Coca-Cola is making strides toward a more sustainable future: in the final quarter of 2018, the company announced that it agreed to loan money to Ioniqa Technologies, a company based in the Netherlands that invented a way to use hard-to-recycle plastics — such as colored bottles — in the recycling process, resulting in food-grade polyethylene terephthalate (PET).
How PET Recycling Works — Or Doesn’t
Most recycled PET doesn’t meet the necessary standards for reuse in food packaging. Because PET degrades with each cycle, much of this recycled plastic ends up in clothing, carpets, and other synthetic materials found outside of the food industry.
However, Ioniqa’s new technology breaks down the unfavorable PET plastics — ones that are often overlooked by more traditional recycling plants in favor of higher-value, clear plastics — into ethylene glycol (EG) and purified terephthalic acid (PTA), which can then be used to create new PET that is specifically food-grade.
This may help resolve an ongoing problem that has persisted since the reduction of oil prices: it's currently cheaper and easier to produce new PET than to go through the arduous process of recycling the material, only to end up with a product that is not suitable for food.
Coca-Cola and Ioniqa are not alone in these types of endeavors. Danone, maker of Evian, and Loop Industries of Montreal have also partnered to create fully recyclable, food-grade plastic that does not degrade with each cycle. Coca-Cola is also working with Loop on the company’s European bottling facilities.
Coca-Cola’s Other Sustainability Initiatives
This is not all Coca-Cola has done in recent years to enhance recycling and sustainability initiatives. As customers increasingly demand eco-friendly, socially responsible corporate practices — and are even willing to pay more for products and brands that make clear their commitment to helping the planet — Coca-Cola has ramped up its efforts.
Through the company’s World Without Waste program, for example, Coca-Cola has set a goal to collect and recycle the equivalent of every can and bottle it sells by 2030. In addition to offering 100% recyclable bottles, the company also seeks to reduce the amount of plastic that goes into making bottles, utilize recycled plastics within these bottles, and increasingly employ other sustainable materials, such as plant-based plastics.
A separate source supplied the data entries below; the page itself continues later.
//! Contract code conventions.
//!
//! Vendor codes are long form (`ESZ2024`: root + month code + 4-digit year),
//! exchange codes are short form (`ESZ24`: root + month code + 2-digit year).
//! Everything here is pure; malformed input yields a `SymbolError`.

use chrono::{NaiveDate, Weekday};

use crate::error::SymbolError;

/// Trailing month code + 4-digit year.
pub const LONG_SUFFIX_LEN: usize = 5;
/// Trailing month code + 2-digit year.
pub const SHORT_SUFFIX_LEN: usize = 3;

/// Two-digit years at or below this pivot are 20xx, above it 19xx.
const CENTURY_PIVOT: i32 = 79;

/// Which suffix convention a code follows.
#[derive(Debug, Clone, Copy, PartialEq, Eq)]
pub enum SymbolForm {
    Long,
    Short,
}

impl SymbolForm {
    pub fn suffix_len(self) -> usize {
        match self {
            SymbolForm::Long => LONG_SUFFIX_LEN,
            SymbolForm::Short => SHORT_SUFFIX_LEN,
        }
    }

    /// Infer the form from the number of trailing digits (4 = long, 2 = short).
    pub fn detect(code: &str) -> Option<SymbolForm> {
        match trailing_digits(code) {
            4 => Some(SymbolForm::Long),
            2 => Some(SymbolForm::Short),
            _ => None,
        }
    }
}

/// CME month code to calendar month.
pub fn month_from_code(c: char) -> Option<u32> {
    Some(match c {
        'F' => 1,
        'G' => 2,
        'H' => 3,
        'J' => 4,
        'K' => 5,
        'M' => 6,
        'N' => 7,
        'Q' => 8,
        'U' => 9,
        'V' => 10,
        'X' => 11,
        'Z' => 12,
        _ => return None,
    })
}

/// `ESZ2024` -> `ESZ24`.
pub fn to_short_symbol(long: &str) -> Result<String, SymbolError> {
    check_code(long, LONG_SUFFIX_LEN)?;
    if trailing_digits(long) < 4 {
        return Err(SymbolError::BadYear(long.to_string()));
    }
    let n = long.len();
    Ok(format!("{}{}", &long[..n - 4], &long[n - 2..]))
}

/// Root symbol: everything before the month code + year suffix.
pub fn root_symbol(code: &str, form: SymbolForm) -> Result<&str, SymbolError> {
    let suffix = form.suffix_len();
    check_code(code, suffix)?;
    Ok(&code[..code.len() - suffix])
}

/// Contract year and month code.
///
/// Two-digit years are expanded with a fixed century pivot, so `ESZ24`
/// and `ESZ2024` both yield `(2024, 'Z')`.
pub fn contract_month(code: &str) -> Result<(i32, char), SymbolError> {
    let digits = trailing_digits(code);
    let form = match digits {
        4 => SymbolForm::Long,
        2 => SymbolForm::Short,
        _ => return Err(SymbolError::BadYear(code.to_string())),
    };
    check_code(code, form.suffix_len())?;

    let n = code.len();
    let year: i32 = code[n - digits..]
        .parse()
        .map_err(|_| SymbolError::BadYear(code.to_string()))?;
    let year = if digits == 2 { expand_two_digit_year(year) } else { year };

    let month = code[..n - digits]
        .chars()
        .last()
        .ok_or_else(|| SymbolError::TooShort(code.to_string()))?;
    if month_from_code(month).is_none() {
        return Err(SymbolError::BadMonth {
            code: code.to_string(),
            month,
        });
    }
    Ok((year, month))
}

/// Third Friday of the contract month, used when no real expiration is known.
pub fn third_friday(code: &str) -> Result<NaiveDate, SymbolError> {
    let (year, month_code) = contract_month(code)?;
    let month = month_from_code(month_code).ok_or_else(|| SymbolError::BadMonth {
        code: code.to_string(),
        month: month_code,
    })?;
    NaiveDate::from_weekday_of_month_opt(year, month, Weekday::Fri, 3)
        .ok_or_else(|| SymbolError::BadYear(code.to_string()))
}

/// Expand `yy` to a four-digit year.
pub fn expand_two_digit_year(yy: i32) -> i32 {
    if yy <= CENTURY_PIVOT { 2000 + yy } else { 1900 + yy }
}

/// Expand a single year digit to the nearest year not more than two years
/// before `reference_year`.
pub fn expand_one_digit_year(d: i32, reference_year: i32) -> i32 {
    let mut y = (reference_year / 10) * 10 + d;
    if y < reference_year - 2 {
        y += 10;
    }
    y
}

fn trailing_digits(code: &str) -> usize {
    code.bytes().rev().take_while(|b| b.is_ascii_digit()).count()
}

fn check_code(code: &str, suffix: usize) -> Result<(), SymbolError> {
    if !code.is_ascii() {
        return Err(SymbolError::NotAscii(code.to_string()));
    }
    if code.len() <= suffix {
        return Err(SymbolError::TooShort(code.to_string()));
    }
    Ok(())
}
//! Contract expiration pipeline.
//!
//! - vendor spec filtering (`filter`)
//! - calendar page + spreadsheet scraping (`scraper`, `sheet`)
//! - merge, fallback and cache persistence (`resolver`)

pub mod filter;
pub mod resolver;
pub mod scraper;
pub mod sheet;

pub use filter::{FilterOptions, filter_specs};
pub use resolver::{BuildState, ExpirationResolver, ExpirationTable, ResolverSettings};
pub use scraper::{CalendarClient, CalendarScraper, HttpCalendarClient, HttpResponse, ScrapeStats, Throttle};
Coca-Cola also has plans to continue educating the public about recycling in order to increase adoption of the practice, which, in turn, will provide recycling facilities more material to work with. Through their involvement in non-profits, Coca-Cola has enhanced recycling efforts outside of the U.S.
The company’s bottlers formed a nonprofit, Ecology and Corporate Commitment, which funded the opening of two PET recycling facilities in Mexico. These facilities, in tandem with public education initiatives, have helped the country to become the world’s biggest PET recycler. In fact, as of 2016, 57% of PET in Mexico was being recycled.
Beyond recycling, Coca-Cola continues to invest in other environmentally friendly endeavors through the World Without Waste program, including water conservation. In 2016, the company met its goal to provide back to the community 115% of the water that was utilized for making beverages, making Coca-Cola the first Fortune 500 company to do so — and five years ahead of schedule.